===== Source material

#[cfg(test)]
mod tests {
    use super::*;
    use crate::schema::Property;
    use crate::value::Fields;
    use serde_json::json;

    fn entity_type() -> EntityType {
        EntityType::new(
            "T",
            vec![
                Property::new("s", PrimitiveKind::String),
                Property::new("n", PrimitiveKind::Int32),
                Property::new("f", PrimitiveKind::Single),
                Property::new("d", PrimitiveKind::Double),
                Property::new("b", PrimitiveKind::Boolean),
                Property::new("t", PrimitiveKind::DateTime),
                Property::new("tags", PrimitiveKind::String).list(),
                Property::complex("c", "C"),
            ],
        )
    }

    fn record(id: &str, value: serde_json::Value) -> Record {
        let fields: Fields = match FieldValue::from(value) {
            FieldValue::Object(f) => f,
            _ => unreachable!(),
        };
        Record::new(id, "T", fields, 5000)
    }

    fn parse(source: &str) -> Result<Filter> {
        Filter::parse(source, &entity_type())
    }

    fn matches(source: &str, value: serde_json::Value) -> bool {
        parse(source).unwrap().matches(&record("r1", value))
    }

    #[test]
    fn tokens() {
        assert_eq!(
            tokenize("name eq 'it''s' and (x ge -1.5e3)").unwrap(),
            vec![
                Token::Word("name".into()),
                Token::Word("eq".into()),
                Token::Quoted("it's".into()),
                Token::Word("and".into()),
                Token::LParen,
                Token::Word("x".into()),
                Token::Word("ge".into()),
                Token::Number("-1.5e3".into()),
                Token::RParen,
            ]
        );
        assert!(tokenize("a eq 1 + 2").is_err());
    }

    #[test]
    fn equality_and_relational() {
        let doc = json!({"n": 123, "s": "abc"});
        assert!(matches("n eq 123", doc.clone()));
        assert!(!matches("n ne 123", doc.clone()));
        assert!(matches("n gt 100 and n le 123", doc.clone()));
        assert!(!matches("n lt 123", doc.clone()));
        assert!(matches("s eq 'abc' or n eq 0", doc.clone()));
        assert!(matches("s gt 'abb'", doc.clone()));
        assert!(matches("(n eq 1 or n eq 123) and s ne 'x'", doc));
    }

    #[test]
    fn numeric_comparison_is_value_based() {
        assert!(matches("f eq 1", json!({"f": 1.0})));
        assert!(matches("f eq 1.0", json!({"f": 1})));
        assert!(matches("d eq 1", json!({"d": 1.0})));
        assert!(matches("extra eq 2.0", json!({"extra": 2})));
        assert!(matches("extra ge 1.5", json!({"extra": 2})));
    }

    #[test]
    fn null_semantics() {
        assert!(matches("n eq null", json!({"n": null})));
        assert!(matches("n eq null", json!({})));
        assert!(!matches("n eq null", json!({"n": 1})));
        assert!(matches("n ne null", json!({"n": 1})));
        assert!(!matches("n ne null", json!({})));

        // A null field only matches an explicit null comparison.
        assert!(!matches("n eq 1", json!({"n": null})));
        assert!(!matches("n ne 1", json!({"n": null})));
        assert!(!matches("n lt 1", json!({})));
    }

    #[test]
    fn literal_types_checked_against_declarations() {
        assert!(matches!(parse("n eq 'abc'"), Err(Error::TypeMismatch { field, .. }) if field == "n"));
        assert!(matches!(parse("n eq \"abc\""), Err(Error::TypeMismatch { .. })));
        assert!(matches!(parse("n eq 1.5"), Err(Error::TypeMismatch { .. })));
        assert!(matches!(parse("n eq 2147483648"), Err(Error::InvalidValue { .. })));
        assert!(matches!(parse("s eq 1"), Err(Error::TypeMismatch { .. })));
        assert!(matches!(parse("b eq 1"), Err(Error::TypeMismatch { .. })));
        assert!(matches!(parse("f eq 123456"), Err(Error::InvalidValue { .. })));
        assert!(matches!(parse("f eq 1.123456"), Err(Error::InvalidValue { .. })));
        assert!(parse("f eq 12345.12345").is_ok());
        assert!(parse("d eq 1.5e10").is_ok());
        assert!(parse("b eq true").is_ok());
        assert!(parse("undeclared eq 'anything'").is_ok());
    }

    #[test]
    fn relational_with_null_or_boolean_is_syntax_error() {
        assert!(matches!(parse("n gt null"), Err(Error::QuerySyntax { .. })));
        assert!(matches!(parse("b ge true"), Err(Error::QuerySyntax { .. })));
        assert!(matches!(parse("x lt false"), Err(Error::QuerySyntax { .. })));
    }

    #[test]
    fn unsupported_constructs() {
        for source in [
            "not n eq 1",
            "n add 1 eq 2",
            "endswith(s, 'x')",
            "n eq",
            "eq 1",
            "(n eq 1",
            "n eq 1 n eq 2",
            "n = 1",
            "",
            "c eq 1",
            "'s' eq 'x'",
        ] {
            assert!(
                matches!(parse(source), Err(Error::QuerySyntax { .. })),
                "accepted {:?}",
                source
            );
        }
    }

    #[test]
    fn string_functions() {
        let doc = json!({"s": "hello world"});
        assert!(matches("startswith(s, 'hello')", doc.clone()));
        assert!(!matches("startswith(s, 'world')", doc.clone()));
        assert!(matches("substringof('lo wo', s)", doc.clone()));
        assert!(!matches("substringof('xyz', s)", doc));

        assert!(matches!(parse("startswith(n, 'x')"), Err(Error::TypeMismatch { .. })));
        assert!(matches!(parse("startswith(s, 1)"), Err(Error::QuerySyntax { .. })));
        assert!(matches!(parse("substringof(s, 'x')"), Err(Error::QuerySyntax { .. })));
    }

    #[test]
    fn lists_match_any_element() {
        let doc = json!({"tags": ["red", "blue"]});
        assert!(matches("tags eq 'blue'", doc.clone()));
        assert!(!matches("tags eq 'green'", doc.clone()));
        assert!(matches("tags ne 'green'", doc.clone()));
        assert!(!matches("tags ne 'red'", doc.clone()));
        assert!(matches("startswith(tags, 'bl')", doc));
    }

    #[test]
    fn datetime_members() {
        let doc = json!({"t": "/Date(1000)/"});
        assert!(matches("t eq 1000", doc.clone()));
        assert!(matches("t lt datetime'1970-01-01T00:00:02'", doc.clone()));
        assert!(matches("t gt datetime'1969-12-31T23:59'", doc.clone()));
        assert!(matches!(parse("t eq 'x'"), Err(Error::TypeMismatch { .. })));
        assert!(matches!(parse("t eq datetime'yesterday'"), Err(Error::QuerySyntax { .. })));
    }

    #[test]
    fn system_members() {
        let r = record("abc", json!({}));
        assert!(parse("__id eq 'abc'").unwrap().matches(&r));
        assert!(parse("__published eq 5000").unwrap().matches(&r));
        assert!(parse("__updated ge datetime'1970-01-01T00:00'").unwrap().matches(&r));
        assert!(matches!(parse("__id eq 1"), Err(Error::TypeMismatch { .. })));
    }

    #[test]
    fn dynamic_type_mismatch_never_matches() {
        assert!(!matches("x eq '1'", json!({"x": 1})));
        assert!(!matches("x eq 1", json!({"x": "1"})));
        assert!(!matches("x eq 1", json!({"x": true})));
    }
}
//! Engine limits.
//!
//! All bounds the engine enforces live in one immutable [`Limits`] value handed
//! to [`Engine::new`](crate::Engine::new). Nothing is read from global state.

use serde::{Deserialize, Serialize};

/// Configurable bounds enforced by the engine.
///
/// Every field has a default, so a partial JSON document deserializes into a
/// complete set of limits.
#[derive(Debug, Clone, PartialEq, Eq, Serialize, Deserialize)]
#[serde(rename_all = "camelCase", default)]
pub struct Limits {
    /// Maximum declared + dynamic top-level fields per record
    pub max_field_count: usize,
    /// Maximum string length in UTF-16 code units
    pub max_string_length: usize,
    /// Maximum length of a field or schema name
    pub max_name_length: usize,
    /// Maximum length of a record `__id`
    pub max_id_length: usize,
    /// Maximum records per entity type, unbounded when `None`
    pub max_records_per_entity_type: Option<usize>,
    /// Maximum links per record across a `*:*` association
    pub max_links_per_record: usize,
    /// Maximum distinct navigation properties expanded on a single fetch
    pub expand_max_retrieve: usize,
    /// Maximum distinct navigation properties expanded on a list fetch
    pub expand_max_list: usize,
    /// Page size when `$top` is omitted
    pub top_default: usize,
    /// Maximum `$top` without expansion
    pub top_max: usize,
    /// Maximum `$top` when a list fetch also expands
    pub expand_top_max: usize,
    /// Maximum `$skip`
    pub skip_max: usize,
    /// Maximum full-text query length in UTF-8 bytes
    pub search_max_bytes: usize,
}

impl Default for Limits {
    fn default() -> Self {
        Self {
            max_field_count: 400,
            max_string_length: 51_200,
            max_name_length: 128,
            max_id_length: 200,
            max_records_per_entity_type: None,
            max_links_per_record: 10_000,
            expand_max_retrieve: 10,
            expand_max_list: 2,
            top_default: 25,
            top_max: 10_000,
            expand_top_max: 100,
            skip_max: 100_000,
            search_max_bytes: 255,
        }
    }
}

impl Limits {
    /// Builder-style override of the field count limit.
    pub fn with_max_field_count(mut self, max: usize) -> Self {
        self.max_field_count = max;
        self
    }

    /// Builder-style override of the per-entity-type record limit.
    pub fn with_max_records(mut self, max: usize) -> Self {
        self.max_records_per_entity_type = Some(max);
        self
    }

    /// Builder-style override of the `*:*` link limit.
    pub fn with_max_links(mut self, max: usize) -> Self {
        self.max_links_per_record = max;
        self
    }

    /// Builder-style override of the string length limit.
    pub fn with_max_string_length(mut self, max: usize) -> Self {
        self.max_string_length = max;
        self
    }
}
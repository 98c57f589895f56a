//! Field values.
//!
//! A record field is a closed tagged value: [`FieldValue::Null`], a
//! [`Scalar`], a nested object, or a list. Validation produces these from raw
//! JSON, the update engine merges them, and the query evaluator compares them.

use serde::{Deserialize, Serialize};
use std::cmp::Ordering;
use std::collections::BTreeMap;

/// Field map of a record or nested object, ordered by key.
pub type Fields = BTreeMap<String, FieldValue>;

/// A scalar leaf value.
#[derive(Debug, Clone, PartialEq)]
pub enum Scalar {
    Bool(bool),
    Int(i64),
    Float(f64),
    String(String),
}

impl Scalar {
    /// Numeric view of the scalar, if it is a number.
    pub fn as_f64(&self) -> Option<f64> {
        match self {
            Scalar::Int(i) => Some(*i as f64),
            Scalar::Float(f) => Some(*f),
            _ => None,
        }
    }

    /// Name of the scalar's runtime kind, used in error messages.
    pub fn kind_name(&self) -> &'static str {
        match self {
            Scalar::Bool(_) => "Boolean",
            Scalar::Int(_) => "Int",
            Scalar::Float(_) => "Float",
            Scalar::String(_) => "String",
        }
    }

    /// Value-based comparison.
    ///
    /// Integers and floats compare by numeric value, so `Int(1)` equals
    /// `Float(1.0)`. Scalars of unrelated kinds are incomparable.
    pub fn compare(&self, other: &Scalar) -> Option<Ordering> {
        match (self, other) {
            (Scalar::Int(a), Scalar::Int(b)) => Some(a.cmp(b)),
            (Scalar::Bool(a), Scalar::Bool(b)) => Some(a.cmp(b)),
            (Scalar::String(a), Scalar::String(b)) => Some(a.cmp(b)),
            (a, b) => match (a.as_f64(), b.as_f64()) {
                (Some(x), Some(y)) => x.partial_cmp(&y),
                _ => None,
            },
        }
    }

    /// Rank used to order scalars of different kinds: booleans, numbers, strings.
    pub(crate) fn kind_rank(&self) -> u8 {
        match self {
            Scalar::Bool(_) => 1,
            Scalar::Int(_) | Scalar::Float(_) => 2,
            Scalar::String(_) => 3,
        }
    }
}

/// A field value of any shape.
#[derive(Debug, Clone, PartialEq, Serialize, Deserialize)]
#[serde(from = "serde_json::Value", into = "serde_json::Value")]
pub enum FieldValue {
    Null,
    Scalar(Scalar),
    Object(Fields),
    List(Vec<FieldValue>),
}

impl FieldValue {
    /// Shorthand for a string scalar.
    pub fn string(s: impl Into<String>) -> Self {
        FieldValue::Scalar(Scalar::String(s.into()))
    }

    /// Shorthand for an integer scalar.
    pub fn int(i: i64) -> Self {
        FieldValue::Scalar(Scalar::Int(i))
    }

    pub fn is_null(&self) -> bool {
        matches!(self, FieldValue::Null)
    }

    pub fn as_scalar(&self) -> Option<&Scalar> {
        match self {
            FieldValue::Scalar(s) => Some(s),
            _ => None,
        }
    }

    pub fn as_str(&self) -> Option<&str> {
        match self {
            FieldValue::Scalar(Scalar::String(s)) => Some(s),
            _ => None,
        }
    }

    pub fn as_object(&self) -> Option<&Fields> {
        match self {
            FieldValue::Object(fields) => Some(fields),
            _ => None,
        }
    }

    /// Name of the value's runtime shape, used in error messages.
    pub fn kind_name(&self) -> &'static str {
        match self {
            FieldValue::Null => "Null",
            FieldValue::Scalar(s) => s.kind_name(),
            FieldValue::Object(_) => "Object",
            FieldValue::List(_) => "List",
        }
    }

    /// Convert into the JSON representation.
    ///
    /// Non-finite floats have no JSON form and become `null`.
    pub fn to_json(&self) -> serde_json::Value {
        use serde_json::Value;
        match self {
            FieldValue::Null => Value::Null,
            FieldValue::Scalar(Scalar::Bool(b)) => Value::Bool(*b),
            FieldValue::Scalar(Scalar::Int(i)) => Value::from(*i),
            FieldValue::Scalar(Scalar::Float(f)) => serde_json::Number::from_f64(*f)
                .map(Value::Number)
                .unwrap_or(Value::Null),
            FieldValue::Scalar(Scalar::String(s)) => Value::String(s.clone()),
            FieldValue::Object(fields) => Value::Object(
                fields
                    .iter()
                    .map(|(k, v)| (k.clone(), v.to_json()))
                    .collect(),
            ),
            FieldValue::List(items) => Value::Array(items.iter().map(|v| v.to_json()).collect()),
        }
    }
}

impl From<&serde_json::Value> for FieldValue {
    fn from(value: &serde_json::Value) -> Self {
        use serde_json::Value;
        match value {
            Value::Null => FieldValue::Null,
            Value::Bool(b) => FieldValue::Scalar(Scalar::Bool(*b)),
            Value::Number(n) => match n.as_i64() {
                Some(i) => FieldValue::Scalar(Scalar::Int(i)),
                None => FieldValue::Scalar(Scalar::Float(n.as_f64().unwrap_or(f64::NAN))),
            },
            Value::String(s) => FieldValue::Scalar(Scalar::String(s.clone())),
            Value::Array(items) => FieldValue::List(items.iter().map(FieldValue::from).collect()),
            Value::Object(map) => FieldValue::Object(
                map.iter()
                    .map(|(k, v)| (k.clone(), FieldValue::from(v)))
                    .collect(),
            ),
        }
    }
}

impl From<serde_json::Value> for FieldValue {
    fn from(value: serde_json::Value) -> Self {
        FieldValue::from(&value)
    }
}

impl From<FieldValue> for serde_json::Value {
    fn from(value: FieldValue) -> Self {
        value.to_json()
    }
}

/// Convert a field map into a JSON object.
pub fn fields_to_json(fields: &Fields) -> serde_json::Map<String, serde_json::Value> {
    fields
        .iter()
        .map(|(k, v)| (k.clone(), v.to_json()))
        .collect()
}
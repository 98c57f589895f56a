//! Cellbox Server binary.

use cellbox_engine::{CachedCatalog, Engine, MemoryStore};
use cellbox_server::{config::Config, create_router, AppState};
use std::sync::Arc;
use tracing_subscriber::{layer::SubscriberExt, util::SubscriberInitExt};

#[tokio::main]
async fn main() -> Result<(), Box<dyn std::error::Error>> {
    // Initialize tracing
    tracing_subscriber::registry()
        .with(
            tracing_subscriber::EnvFilter::try_from_default_env()
                .unwrap_or_else(|_| "cellbox_server=debug,cellbox_engine=debug,tower_http=debug".into()),
        )
        .with(tracing_subscriber::fmt::layer())
        .init();

    // Load configuration
    dotenvy::dotenv().ok();
    let config = Config::from_env()?;
    let limits = config.load_limits()?;

    tracing::info!("Starting Cellbox Server on {}:{}", config.host, config.port);

    // Catalog is read from disk on first use and again after each refresh
    let catalog_path = config.catalog_path.clone();
    let catalog = CachedCatalog::new(limits.clone(), move || {
        cellbox_server::config::read_catalog(&catalog_path)
    });
    let engine = Engine::new(Arc::new(MemoryStore::new()), Arc::new(catalog), limits);

    // Fail fast on a broken catalog
    let loaded = engine.catalog()?;
    tracing::info!(
        "Loaded catalog from {} with {} entity types",
        config.catalog_path.display(),
        loaded.entity_types.len()
    );

    let app = create_router(AppState::new(engine));

    // Start server
    let addr = format!("{}:{}", config.host, config.port);
    let listener = tokio::net::TcpListener::bind(&addr).await?;
    tracing::info!("Server listening on {}", addr);

    axum::serve(listener, app).await?;

    Ok(())
}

==========

Exercise goal -
With the line containing "let catalog = CachedCatalog::new(limits.clone(), move" as the start and the last line of the entries as the end, print that whole span exactly.

Final answer -
    let catalog = CachedCatalog::new(limits.clone(), move || {
        cellbox_server::config::read_catalog(&catalog_path)
    });
    let engine = Engine::new(Arc::new(MemoryStore::new()), Arc::new(catalog), limits);

    // Fail fast on a broken catalog
    let loaded = engine.catalog()?;
    tracing::info!(
        "Loaded catalog from {} with {} entity types",
        config.catalog_path.display(),
        loaded.entity_types.len()
    );

    let app = create_router(AppState::new(engine));

    // Start server
    let addr = format!("{}:{}", config.host, config.port);
    let listener = tokio::net::TcpListener::bind(&addr).await?;
    tracing::info!("Server listening on {}", addr);

    axum::serve(listener, app).await?;

    Ok(())
}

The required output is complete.